▶ EXERCISE INSTRUCTIONS
Return nothing but the lines from the line containing "pub use hash::query_key;" through the last line of the records, reproduced exactly.

▶ SOURCE MATERIAL
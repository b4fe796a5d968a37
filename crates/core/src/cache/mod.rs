//! SQLite-backed TTL result cache.
//!
//! This module provides a persistent key-value cache with per-entry expiry,
//! using SQLite with async access via tokio-rusqlite. It supports:
//!
//! - Self-describing value encoding (raw bytes or JSON)
//! - Namespaced keys separating auto-invalidated and manual entries
//! - Lazy expiry on read plus bounded background purge
//! - A pluggable adapter for host query engines

pub mod adapter;
pub mod codec;
pub mod connection;
pub mod hash;
pub mod keys;
pub mod migrations;
pub mod store;

pub use crate::Error;

pub use adapter::{CacheStrategy, MutationOption, PutConfig, QueryCache, QueryCacheConfig, StoreQueryCache};
pub use codec::CacheValue;
pub use connection::TtlStore;
pub use hash::query_key;
pub use store::{CacheEntry, LiveEntry};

▶ SOLUTION FOR THIS PROBLEM
pub use hash::query_key;
pub use store::{CacheEntry, LiveEntry};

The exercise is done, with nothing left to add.